Dataset entries:
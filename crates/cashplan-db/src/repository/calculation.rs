//! # Calculation Repository
//!
//! History of successful calculations. The breakdown lines live in a JSON
//! text column and are decoded on read.

use chrono::{DateTime, SubsecRound, Utc};
use sqlx::{FromRow, SqliteConnection, SqlitePool};
use tracing::{debug, info};
use uuid::Uuid;

use super::timestamp;
use crate::error::{DbError, DbResult};
use cashplan_core::validation::{validate_search_query, validate_uuid};
use cashplan_core::{BreakdownLine, CalculationRecord, NewCalculation};

/// Row shape of the `calculations` table.
#[derive(Debug, FromRow)]
struct CalculationRow {
    id: String,
    name: String,
    rank: String,
    salary: i64,
    breakdown: String,
    total_notes: i64,
    created_at: DateTime<Utc>,
}

impl TryFrom<CalculationRow> for CalculationRecord {
    type Error = DbError;

    fn try_from(row: CalculationRow) -> Result<Self, Self::Error> {
        let breakdown: Vec<BreakdownLine> = serde_json::from_str(&row.breakdown)?;
        Ok(CalculationRecord {
            id: row.id,
            name: row.name,
            rank: row.rank,
            salary: row.salary,
            breakdown,
            total_notes: row.total_notes,
            created_at: row.created_at,
        })
    }
}

fn into_records(rows: Vec<CalculationRow>) -> DbResult<Vec<CalculationRecord>> {
    rows.into_iter().map(CalculationRecord::try_from).collect()
}

const SELECT_COLUMNS: &str =
    "SELECT id, name, rank, salary, breakdown, total_notes, created_at FROM calculations";

/// Repository for calculation history.
#[derive(Debug, Clone)]
pub struct CalculationRepository {
    pool: SqlitePool,
}

impl CalculationRepository {
    /// Creates a new CalculationRepository.
    pub fn new(pool: SqlitePool) -> Self {
        CalculationRepository { pool }
    }

    /// Newest first. `None` returns the whole history.
    pub async fn list(&self, limit: Option<u32>) -> DbResult<Vec<CalculationRecord>> {
        let limit = limit.map(i64::from).unwrap_or(-1);

        let rows = sqlx::query_as::<_, CalculationRow>(&format!(
            "{SELECT_COLUMNS} ORDER BY created_at DESC, rowid DESC LIMIT ?1"
        ))
        .bind(limit)
        .fetch_all(&self.pool)
        .await?;

        into_records(rows)
    }

    pub async fn get(&self, id: &str) -> DbResult<Option<CalculationRecord>> {
        validate_uuid(id)?;

        let row = sqlx::query_as::<_, CalculationRow>(&format!("{SELECT_COLUMNS} WHERE id = ?1"))
            .bind(id)
            .fetch_optional(&self.pool)
            .await?;

        row.map(CalculationRecord::try_from).transpose()
    }

    /// Saves a calculation and returns the stored record.
    pub async fn insert(&self, entry: &NewCalculation) -> DbResult<CalculationRecord> {
        let mut conn = self.pool.acquire().await?;
        insert(&mut conn, entry).await
    }

    /// Replaces the editable fields of a record.
    ///
    /// ## Errors
    /// `NotFound` when no record has this id.
    pub async fn update(&self, id: &str, entry: &NewCalculation) -> DbResult<CalculationRecord> {
        validate_uuid(id)?;
        entry.validate()?;

        let breakdown = serde_json::to_string(&entry.breakdown)?;

        let result = sqlx::query(
            r#"
            UPDATE calculations
            SET name = ?1, rank = ?2, salary = ?3, breakdown = ?4, total_notes = ?5
            WHERE id = ?6
            "#,
        )
        .bind(entry.name.trim())
        .bind(entry.rank.trim())
        .bind(entry.salary)
        .bind(&breakdown)
        .bind(entry.total_notes)
        .bind(id)
        .execute(&self.pool)
        .await?;

        if result.rows_affected() == 0 {
            return Err(DbError::not_found("Calculation", id));
        }

        info!(id = %id, "Calculation updated");
        self.get(id)
            .await?
            .ok_or_else(|| DbError::not_found("Calculation", id))
    }

    pub async fn delete(&self, id: &str) -> DbResult<()> {
        validate_uuid(id)?;

        let result = sqlx::query("DELETE FROM calculations WHERE id = ?1")
            .bind(id)
            .execute(&self.pool)
            .await?;

        if result.rows_affected() == 0 {
            return Err(DbError::not_found("Calculation", id));
        }

        info!(id = %id, "Calculation deleted");
        Ok(())
    }

    /// Substring match on name or rank, newest first. An empty query lists
    /// everything.
    pub async fn search(&self, query: &str) -> DbResult<Vec<CalculationRecord>> {
        let query = validate_search_query(query)?;
        if query.is_empty() {
            return self.list(None).await;
        }

        debug!(query = %query, "Searching history");

        let pattern = format!("%{}%", query);
        let rows = sqlx::query_as::<_, CalculationRow>(&format!(
            "{SELECT_COLUMNS} WHERE name LIKE ?1 OR rank LIKE ?1 ORDER BY created_at DESC, rowid DESC"
        ))
        .bind(pattern)
        .fetch_all(&self.pool)
        .await?;

        into_records(rows)
    }

    pub async fn count(&self) -> DbResult<i64> {
        let count: i64 = sqlx::query_scalar("SELECT COUNT(*) FROM calculations")
            .fetch_one(&self.pool)
            .await?;
        Ok(count)
    }
}

/// Inserts a history record on `conn` (usually inside a dispense
/// transaction).
pub async fn insert(
    conn: &mut SqliteConnection,
    entry: &NewCalculation,
) -> DbResult<CalculationRecord> {
    entry.validate()?;

    let record = CalculationRecord {
        id: Uuid::new_v4().to_string(),
        name: entry.name.trim().to_string(),
        rank: entry.rank.trim().to_string(),
        salary: entry.salary,
        breakdown: entry.breakdown.clone(),
        total_notes: entry.total_notes,
        created_at: Utc::now().trunc_subsecs(6),
    };
    let breakdown = serde_json::to_string(&record.breakdown)?;

    sqlx::query(
        r#"
        INSERT INTO calculations (id, name, rank, salary, breakdown, total_notes, created_at)
        VALUES (?1, ?2, ?3, ?4, ?5, ?6, ?7)
        "#,
    )
    .bind(&record.id)
    .bind(&record.name)
    .bind(&record.rank)
    .bind(record.salary)
    .bind(&breakdown)
    .bind(record.total_notes)
    .bind(timestamp(record.created_at))
    .execute(&mut *conn)
    .await?;

    debug!(id = %record.id, salary = record.salary, "Calculation saved");
    Ok(record)
}

// =============================================================================
// Unit Tests
// =============================================================================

Exercise instructions:
Your reply should contain each entry, copied without alteration.

Response:
filename crates/cashplan-db/src/repository/calculation.rs
//! # Calculation Repository
//!
//! History of successful calculations. The breakdown lines live in a JSON
//! text column and are decoded on read.

use chrono::{DateTime, SubsecRound, Utc};
use sqlx::{FromRow, SqliteConnection, SqlitePool};
use tracing::{debug, info};
use uuid::Uuid;

use super::timestamp;
use crate::error::{DbError, DbResult};
use cashplan_core::validation::{validate_search_query, validate_uuid};
use cashplan_core::{BreakdownLine, CalculationRecord, NewCalculation};

/// Row shape of the `calculations` table.
#[derive(Debug, FromRow)]
struct CalculationRow {
    id: String,
    name: String,
    rank: String,
    salary: i64,
    breakdown: String,
    total_notes: i64,
    created_at: DateTime<Utc>,
}

impl TryFrom<CalculationRow> for CalculationRecord {
    type Error = DbError;

    fn try_from(row: CalculationRow) -> Result<Self, Self::Error> {
        let breakdown: Vec<BreakdownLine> = serde_json::from_str(&row.breakdown)?;
        Ok(CalculationRecord {
            id: row.id,
            name: row.name,
            rank: row.rank,
            salary: row.salary,
            breakdown,
            total_notes: row.total_notes,
            created_at: row.created_at,
        })
    }
}

fn into_records(rows: Vec<CalculationRow>) -> DbResult<Vec<CalculationRecord>> {
    rows.into_iter().map(CalculationRecord::try_from).collect()
}

const SELECT_COLUMNS: &str =
    "SELECT id, name, rank, salary, breakdown, total_notes, created_at FROM calculations";

/// Repository for calculation history.
#[derive(Debug, Clone)]
pub struct CalculationRepository {
    pool: SqlitePool,
}

impl CalculationRepository {
    /// Creates a new CalculationRepository.
    pub fn new(pool: SqlitePool) -> Self {
        CalculationRepository { pool }
    }

    /// Newest first. `None` returns the whole history.
    pub async fn list(&self, limit: Option<u32>) -> DbResult<Vec<CalculationRecord>> {
        let limit = limit.map(i64::from).unwrap_or(-1);

        let rows = sqlx::query_as::<_, CalculationRow>(&format!(
            "{SELECT_COLUMNS} ORDER BY created_at DESC, rowid DESC LIMIT ?1"
        ))
        .bind(limit)
        .fetch_all(&self.pool)
        .await?;

        into_records(rows)
    }

    pub async fn get(&self, id: &str) -> DbResult<Option<CalculationRecord>> {
        validate_uuid(id)?;

        let row = sqlx::query_as::<_, CalculationRow>(&format!("{SELECT_COLUMNS} WHERE id = ?1"))
            .bind(id)
            .fetch_optional(&self.pool)
            .await?;

        row.map(CalculationRecord::try_from).transpose()
    }

    /// Saves a calculation and returns the stored record.
    pub async fn insert(&self, entry: &NewCalculation) -> DbResult<CalculationRecord> {
        let mut conn = self.pool.acquire().await?;
        insert(&mut conn, entry).await
    }

    /// Replaces the editable fields of a record.
    ///
    /// ## Errors
    /// `NotFound` when no record has this id.
    pub async fn update(&self, id: &str, entry: &NewCalculation) -> DbResult<CalculationRecord> {
        validate_uuid(id)?;
        entry.validate()?;

        let breakdown = serde_json::to_string(&entry.breakdown)?;

        let result = sqlx::query(
            r#"
            UPDATE calculations
            SET name = ?1, rank = ?2, salary = ?3, breakdown = ?4, total_notes = ?5
            WHERE id = ?6
            "#,
        )
        .bind(entry.name.trim())
        .bind(entry.rank.trim())
        .bind(entry.salary)
        .bind(&breakdown)
        .bind(entry.total_notes)
        .bind(id)
        .execute(&self.pool)
        .await?;

        if result.rows_affected() == 0 {
            return Err(DbError::not_found("Calculation", id));
        }

        info!(id = %id, "Calculation updated");
        self.get(id)
            .await?
            .ok_or_else(|| DbError::not_found("Calculation", id))
    }

    pub async fn delete(&self, id: &str) -> DbResult<()> {
        validate_uuid(id)?;

        let result = sqlx::query("DELETE FROM calculations WHERE id = ?1")
            .bind(id)
            .execute(&self.pool)
            .await?;

        if result.rows_affected() == 0 {
            return Err(DbError::not_found("Calculation", id));
        }

        info!(id = %id, "Calculation deleted");
        Ok(())
    }

    /// Substring match on name or rank, newest first. An empty query lists
    /// everything.
    pub async fn search(&self, query: &str) -> DbResult<Vec<CalculationRecord>> {
        let query = validate_search_query(query)?;
        if query.is_empty() {
            return self.list(None).await;
        }

        debug!(query = %query, "Searching history");

        let pattern = format!("%{}%", query);
        let rows = sqlx::query_as::<_, CalculationRow>(&format!(
            "{SELECT_COLUMNS} WHERE name LIKE ?1 OR rank LIKE ?1 ORDER BY created_at DESC, rowid DESC"
        ))
        .bind(pattern)
        .fetch_all(&self.pool)
        .await?;

        into_records(rows)
    }

    pub async fn count(&self) -> DbResult<i64> {
        let count: i64 = sqlx::query_scalar("SELECT COUNT(*) FROM calculations")
            .fetch_one(&self.pool)
            .await?;
        Ok(count)
    }
}

/// Inserts a history record on `conn` (usually inside a dispense
/// transaction).
pub async fn insert(
    conn: &mut SqliteConnection,
    entry: &NewCalculation,
) -> DbResult<CalculationRecord> {
    entry.validate()?;

    let record = CalculationRecord {
        id: Uuid::new_v4().to_string(),
        name: entry.name.trim().to_string(),
        rank: entry.rank.trim().to_string(),
        salary: entry.salary,
        breakdown: entry.breakdown.clone(),
        total_notes: entry.total_notes,
        created_at: Utc::now().trunc_subsecs(6),
    };
    let breakdown = serde_json::to_string(&record.breakdown)?;

    sqlx::query(
        r#"
        INSERT INTO calculations (id, name, rank, salary, breakdown, total_notes, created_at)
        VALUES (?1, ?2, ?3, ?4, ?5, ?6, ?7)
        "#,
    )
    .bind(&record.id)
    .bind(&record.name)
    .bind(&record.rank)
    .bind(record.salary)
    .bind(&breakdown)
    .bind(record.total_notes)
    .bind(timestamp(record.created_at))
    .execute(&mut *conn)
    .await?;

    debug!(id = %record.id, salary = record.salary, "Calculation saved");
    Ok(record)
}

// =============================================================================
// Unit Tests
// =============================================================================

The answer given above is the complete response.